Could you print exactly the lines of the listing below, starting at the line that has "self.hi[n] = m;" and ending at the line that has "let mut best = vec![f64::INFINITY;", and only those lines?
[[ Materials provided open ]]
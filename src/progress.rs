use std::io::{self, Write};
use std::time::Instant;

/// Elapsed-time logger for the long-running stages. Writes to stderr so
/// piped JSON output stays clean; silenced entirely by `--quiet`.
///
/// Shared across batch workers; the stderr lock keeps lines whole.
pub struct ConsoleProgress {
    enabled: bool,
    t0: Instant,
}

impl ConsoleProgress {
    pub fn new(enabled: bool) -> Self {
        Self {
            enabled,
            t0: Instant::now(),
        }
    }

    pub fn info(&self, msg: impl AsRef<str>) {
        self.emit("", msg.as_ref());
    }

    /// Failures that do not stop the batch still get reported.
    pub fn warn(&self, msg: impl AsRef<str>) {
        self.emit("warning: ", msg.as_ref());
    }

    fn emit(&self, level: &str, msg: &str) {
        if !self.enabled {
            return;
        }
        let ts = fmt_elapsed(self.t0.elapsed().as_secs_f64());
        let mut stderr = io::stderr().lock();
        let _ = writeln!(stderr, "[{ts}] {level}{msg}");
    }
}

fn fmt_elapsed(seconds: f64) -> String {
    let seconds = seconds.max(0.0) as u64;
    let h = seconds / 3600;
    let m = (seconds % 3600) / 60;
    let s = seconds % 60;
    if h > 0 {
        format!("{h:02}:{m:02}:{s:02}")
    } else {
        format!("{m:02}:{s:02}")
    }
}
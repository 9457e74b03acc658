//! Minimum-cost alignment search.
//!
//! The state `D[i][j]` is the cheapest way to align the first `i` source
//! sentences against the first `j` target sentences. A transition `(a, b)`
//! with `0 <= a, b <= k`, not both zero, closes the path with a cell
//! grouping the last `a` source and `b` target sentences; `a = 0` or
//! `b = 0` charges the deletion penalty instead of a similarity lookup.
//! The table is stored row-compressed so the same solver serves both the
//! full search and the banded search around an anchor curve.

use super::error::{AlignError, Result, Side};
use super::span::Span;
use super::{check_inputs, AlignConfig, Aligner, AlignmentCell, AlignmentPath, Deadline};
use crate::document::SentenceSequence;
use crate::embed::cache::SpanEmbeddings;
use crate::embed::EmbeddingProvider;

/// Inclusive per-row column bounds for the search.
#[derive(Debug, Clone)]
pub(crate) struct Band {
    pub(crate) lo: Vec<usize>,
    pub(crate) hi: Vec<usize>,
}

impl Band {
    /// The unrestricted band: every column in every row.
    pub(crate) fn full(n: usize, m: usize) -> Band {
        Band {
            lo: vec![0; n + 1],
            hi: vec![m; n + 1],
        }
    }

    /// Rows centered on an anchor curve with half-width `window`.
    pub(crate) fn around(anchor: &[usize], window: usize, m: usize) -> Band {
        let lo = anchor.iter().map(|&f| f.saturating_sub(window)).collect();
        let hi = anchor.iter().map(|&f| (f + window).min(m)).collect();
        Band { lo, hi }
    }

    /// Repairs the band so a complete path from `(0, 0)` to `(n, m)` always
    /// exists: bounds clamped to the table, both corners included, `lo` and
    /// `hi` monotone, and every row overlapping its predecessor.
    pub(crate) fn normalize(&mut self, m: usize) {
        let n = self.lo.len() - 1;
        for i in 0..=n {
            self.lo[i] = self.lo[i].min(m);
            self.hi[i] = self.hi[i].clamp(self.lo[i], m);
        }
        self.lo[0] = 0;
        self.hi[n] = m;
        for i in (0..n).rev() {
            self.lo[i] = self.lo[i].min(self.lo[i + 1]);
        }
        for i in 1..=n {
            self.hi[i] = self.hi[i].max(self.hi[i - 1]);
        }
        for i in 1..=n {
            if self.lo[i] > self.hi[i - 1] {
                self.lo[i] = self.hi[i - 1];
            }
        }
    }

    fn contains(&self, i: usize, j: usize) -> bool {
        self.lo[i] <= j && j <= self.hi[i]
    }
}

/// Runs the dynamic program restricted to `band` and backtracks the
/// cheapest path. The band must be normalized (or full).
pub(crate) fn solve_banded(
    src_emb: &SpanEmbeddings,
    tgt_emb: &SpanEmbeddings,
    n: usize,
    m: usize,
    config: &AlignConfig,
    band: &Band,
    deadline: &Deadline,
) -> Result<AlignmentPath> {
    let k = config.max_align_size;
    let model = config.cost_model();

    let mut row_off = Vec::with_capacity(n + 1);
    let mut total = 0usize;
    for i in 0..=n {
        row_off.push(total);
        total += band.hi[i] - band.lo[i] + 1;
    }

    let mut best = vec![f64::INFINITY; total];
    // Chosen transition per state, packed as (a << 8) | b.
    let mut back = vec![0u16; total];
    best[0] = 0.0;

    for i in 0..=n {
        deadline.check()?;
        for j in band.lo[i]..=band.hi[i] {
            if i == 0 && j == 0 {
                continue;
            }
            let cur = row_off[i] + (j - band.lo[i]);
            let mut best_cost = f64::INFINITY;
            let mut best_move = 0u16;
            // Transitions ordered by group size (a + b), then by a, so the
            // first strict minimum realizes the smallest-group tie-break.
            for step in 1..=2 * k {
                let a_min = step.saturating_sub(k);
                let a_max = step.min(k);
                for a in a_min..=a_max {
                    let b = step - a;
                    if a > i || b > j {
                        continue;
                    }
                    let (pi, pj) = (i - a, j - b);
                    if !band.contains(pi, pj) {
                        continue;
                    }
                    let prev_cost = best[row_off[pi] + (pj - band.lo[pi])];
                    if !prev_cost.is_finite() {
                        continue;
                    }
                    let cell_cost = if a == 0 {
                        model.gap_cost(b)
                    } else if b == 0 {
                        model.gap_cost(a)
                    } else {
                        model.match_cost(
                            src_emb.get(Span::new(pi, i)),
                            tgt_emb.get(Span::new(pj, j)),
                            a,
                            b,
                        )
                    };
                    let cand = prev_cost + cell_cost;
                    if cand < best_cost {
                        best_cost = cand;
                        best_move = ((a as u16) << 8) | b as u16;
                    }
                }
            }
            best[cur] = best_cost;
            back[cur] = best_move;
        }
    }

    let goal = row_off[n] + (m - band.lo[n]);
    let total_cost = best[goal];
    if !total_cost.is_finite() {
        return Err(AlignError::InvalidConfig(
            "search band excluded every complete path".to_string(),
        ));
    }

    let mut cells = Vec::new();
    let (mut i, mut j) = (n, m);
    while i > 0 || j > 0 {
        let cur = row_off[i] + (j - band.lo[i]);
        let mv = back[cur];
        let (a, b) = ((mv >> 8) as usize, (mv & 0xff) as usize);
        debug_assert!(a + b > 0, "stuck traceback at ({i}, {j})");
        let prev = row_off[i - a] + (j - b - band.lo[i - a]);
        cells.push(AlignmentCell {
            src: Span::new(i - a, i),
            tgt: Span::new(j - b, j),
            cost: best[cur] - best[prev],
        });
        i -= a;
        j -= b;
    }
    cells.reverse();

    let path = AlignmentPath { cells, total_cost };
    debug_assert!(path.check_partition(n, m).is_ok());
    Ok(path)
}

/// Exact aligner: searches the whole `(n, m)` table.
#[derive(Debug, Clone)]
pub struct GlobalAligner {
    config: AlignConfig,
}

impl GlobalAligner {
    pub fn new(config: AlignConfig) -> Result<Self> {
        config.validate()?;
        Ok(GlobalAligner { config })
    }

    pub fn config(&self) -> &AlignConfig {
        &self.config
    }
}

impl Aligner for GlobalAligner {
    fn align(
        &self,
        src: &SentenceSequence,
        tgt: &SentenceSequence,
        provider: &dyn EmbeddingProvider,
    ) -> Result<AlignmentPath> {
        check_inputs(&self.config, src.len(), tgt.len())?;
        let deadline = Deadline::start(self.config.timeout);
        let src_emb = SpanEmbeddings::build(
            src.sentences(),
            self.config.max_align_size,
            Side::Source,
            provider,
            &deadline,
        )?;
        let tgt_emb = SpanEmbeddings::build(
            tgt.sentences(),
            self.config.max_align_size,
            Side::Target,
            provider,
            &deadline,
        )?;
        let band = Band::full(src.len(), tgt.len());
        solve_banded(
            &src_emb,
            &tgt_emb,
            src.len(),
            tgt.len(),
            &self.config,
            &band,
            &deadline,
        )
    }
}

#[cfg(test)]
mod tests {
    use super::*;
    use crate::embed::{HashedEmbedder, MockEmbedder};
    use proptest::prelude::*;
    use std::time::Duration;

    fn seq(id: &str, lines: &[&str]) -> SentenceSequence {
        SentenceSequence::new(id, lines.iter().copied())
    }

    fn aligner(config: AlignConfig) -> GlobalAligner {
        GlobalAligner::new(config).unwrap()
    }

    #[test]
    fn one_sentence_each_yields_a_single_cell() {
        let provider = HashedEmbedder::default();
        let src = seq("s", &["Hello there."]);
        let tgt = seq("t", &["Hello there."]);
        let path = aligner(AlignConfig::default())
            .align(&src, &tgt, &provider)
            .unwrap();
        assert_eq!(path.cells.len(), 1);
        assert_eq!(path.cells[0].src, Span::new(0, 1));
        assert_eq!(path.cells[0].tgt, Span::new(0, 1));
        assert!(path.total_cost.abs() < 1e-6);
    }

    #[test]
    fn identical_sequences_align_on_the_diagonal() {
        let provider = HashedEmbedder::default();
        let lines = [
            "The ship sailed at dawn.",
            "Nobody watched it leave.",
            "The harbor stayed quiet.",
            "Gulls circled the masts.",
            "Rain came in from the east.",
            "By noon the pier was empty.",
        ];
        let src = seq("s", &lines);
        let tgt = seq("t", &lines);
        let path = aligner(AlignConfig::default())
            .align(&src, &tgt, &provider)
            .unwrap();
        assert_eq!(path.cells.len(), lines.len());
        for (i, cell) in path.cells.iter().enumerate() {
            assert_eq!(cell.src, Span::new(i, i + 1));
            assert_eq!(cell.tgt, Span::new(i, i + 1));
        }
        assert!(path.total_cost.abs() < 1e-6, "cost={}", path.total_cost);
        assert!(path.check_partition(src.len(), tgt.len()).is_ok());
    }

    #[test]
    fn ties_prefer_the_smallest_grouping() {
        // Every text maps to one shared vector, so all match cells cost
        // zero and the tie-break alone decides the path shape.
        let mut provider = MockEmbedder::new(4);
        let lines = ["a.", "b.", "c.", "d."];
        for start in 0..lines.len() {
            for end in start + 1..=lines.len() {
                provider.insert(lines[start..end].join(" "), vec![1.0, 0.0, 0.0, 0.0]);
            }
        }
        let src = seq("s", &lines);
        let tgt = seq("t", &lines);
        let path = aligner(AlignConfig::default())
            .align(&src, &tgt, &provider)
            .unwrap();
        assert_eq!(path.cells.len(), lines.len());
        for cell in &path.cells {
            assert_eq!(cell.src.len(), 1);
            assert_eq!(cell.tgt.len(), 1);
        }
    }

    #[test]
    fn crafted_embeddings_force_a_two_to_one_group() {
        let mut provider = MockEmbedder::new(3);
        provider.insert("A1.", vec![0.3, 0.95, 0.0]);
        provider.insert("A2.", vec![0.3, 0.0, 0.95]);
        provider.insert("A1. A2.", vec![1.0, 0.05, 0.05]);
        provider.insert("B1 B2 combined.", vec![1.0, 0.0, 0.0]);

        let src = seq("s", &["A1.", "A2."]);
        let tgt = seq("t", &["B1 B2 combined."]);
        let path = aligner(AlignConfig::default())
            .align(&src, &tgt, &provider)
            .unwrap();
        assert_eq!(path.cells.len(), 1);
        assert_eq!(path.cells[0].src, Span::new(0, 2));
        assert_eq!(path.cells[0].tgt, Span::new(0, 1));
    }

    #[test]
    fn empty_sides_are_rejected_by_default() {
        let provider = HashedEmbedder::default();
        let empty = seq("e", &[]);
        let one = seq("o", &["Only line."]);
        let a = aligner(AlignConfig::default());
        assert!(matches!(
            a.align(&empty, &one, &provider),
            Err(AlignError::EmptyInput { side: Side::Source })
        ));
        assert!(matches!(
            a.align(&one, &empty, &provider),
            Err(AlignError::EmptyInput { side: Side::Target })
        ));
    }

    #[test]
    fn relaxed_config_turns_an_empty_target_into_deletions() {
        let provider = HashedEmbedder::default();
        let config = AlignConfig {
            allow_empty: true,
            ..AlignConfig::default()
        };
        let src = seq("s", &["One.", "Two.", "Three."]);
        let tgt = seq("t", &[]);
        let path = aligner(config.clone()).align(&src, &tgt, &provider).unwrap();
        assert_eq!(path.cells.len(), 3);
        for (i, cell) in path.cells.iter().enumerate() {
            assert_eq!(cell.src, Span::new(i, i + 1));
            assert!(cell.tgt.is_empty());
        }
        let expected = 3.0 * config.deletion_penalty;
        assert!((path.total_cost - expected).abs() < 1e-9);
    }

    #[test]
    fn zero_timeout_reports_timeout() {
        let provider = HashedEmbedder::default();
        let config = AlignConfig {
            timeout: Some(Duration::ZERO),
            ..AlignConfig::default()
        };
        let src = seq("s", &["One.", "Two."]);
        let tgt = seq("t", &["One.", "Two."]);
        let res = aligner(config).align(&src, &tgt, &provider);
        assert!(matches!(res, Err(AlignError::Timeout { .. })));
    }

    #[test]
    fn embedding_failures_carry_the_span() {
        // The mock knows no texts, so the very first chunk fails.
        let provider = MockEmbedder::new(4);
        let src = seq("s", &["Alpha.", "Beta."]);
        let tgt = seq("t", &["Gamma."]);
        match aligner(AlignConfig::default()).align(&src, &tgt, &provider) {
            Err(AlignError::EmbeddingFailure { side, start, end, .. }) => {
                assert_eq!(side, Side::Source);
                assert!(start < end);
            }
            other => panic!("expected embedding failure, got {other:?}"),
        }
    }

    #[test]
    fn normalize_repairs_a_broken_band() {
        let mut band = Band {
            lo: vec![3, 5, 9, 9],
            hi: vec![4, 6, 12, 9],
        };
        band.normalize(10);
        let n = band.lo.len() - 1;
        assert_eq!(band.lo[0], 0);
        assert_eq!(band.hi[n], 10);
        for i in 1..=n {
            assert!(band.lo[i] >= band.lo[i - 1]);
            assert!(band.hi[i] >= band.hi[i - 1]);
            assert!(band.lo[i] <= band.hi[i - 1], "row {i} does not overlap");
        }
        for i in 0..=n {
            assert!(band.lo[i] <= band.hi[i]);
        }
    }

    proptest! {
        #![proptest_config(ProptestConfig::with_cases(24))]

        #[test]
        fn random_inputs_produce_valid_deterministic_partitions(
            src_lines in prop::collection::vec("[a-z]{2,8}( [a-z]{2,8}){0,4}\\.", 1..18),
            tgt_lines in prop::collection::vec("[a-z]{2,8}( [a-z]{2,8}){0,4}\\.", 1..18),
            k in 1usize..4,
        ) {
            let provider = HashedEmbedder::new(64, 1, 3);
            let config = AlignConfig { max_align_size: k, ..AlignConfig::default() };
            let src = SentenceSequence::new("s", src_lines.iter().cloned());
            let tgt = SentenceSequence::new("t", tgt_lines.iter().cloned());
            let a = GlobalAligner::new(config).unwrap();

            let path = a.align(&src, &tgt, &provider).unwrap();
            prop_assert!(path.check_partition(src.len(), tgt.len()).is_ok());
            for cell in &path.cells {
                prop_assert!(cell.src.len() <= k);
                prop_assert!(cell.tgt.len() <= k);
                prop_assert!(cell.cost.is_finite());
            }

            let again = a.align(&src, &tgt, &provider).unwrap();
            prop_assert_eq!(path, again);
        }
    }
}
[[ Materials provided closed ]]
__Answer to this exercise__
        self.hi[n] = m;
        for i in (0..n).rev() {
            self.lo[i] = self.lo[i].min(self.lo[i + 1]);
        }
        for i in 1..=n {
            self.hi[i] = self.hi[i].max(self.hi[i - 1]);
        }
        for i in 1..=n {
            if self.lo[i] > self.hi[i - 1] {
                self.lo[i] = self.hi[i - 1];
            }
        }
    }

    fn contains(&self, i: usize, j: usize) -> bool {
        self.lo[i] <= j && j <= self.hi[i]
    }
}

/// Runs the dynamic program restricted to `band` and backtracks the
/// cheapest path. The band must be normalized (or full).
pub(crate) fn solve_banded(
    src_emb: &SpanEmbeddings,
    tgt_emb: &SpanEmbeddings,
    n: usize,
    m: usize,
    config: &AlignConfig,
    band: &Band,
    deadline: &Deadline,
) -> Result<AlignmentPath> {
    let k = config.max_align_size;
    let model = config.cost_model();

    let mut row_off = Vec::with_capacity(n + 1);
    let mut total = 0usize;
    for i in 0..=n {
        row_off.push(total);
        total += band.hi[i] - band.lo[i] + 1;
    }

    let mut best = vec![f64::INFINITY; total];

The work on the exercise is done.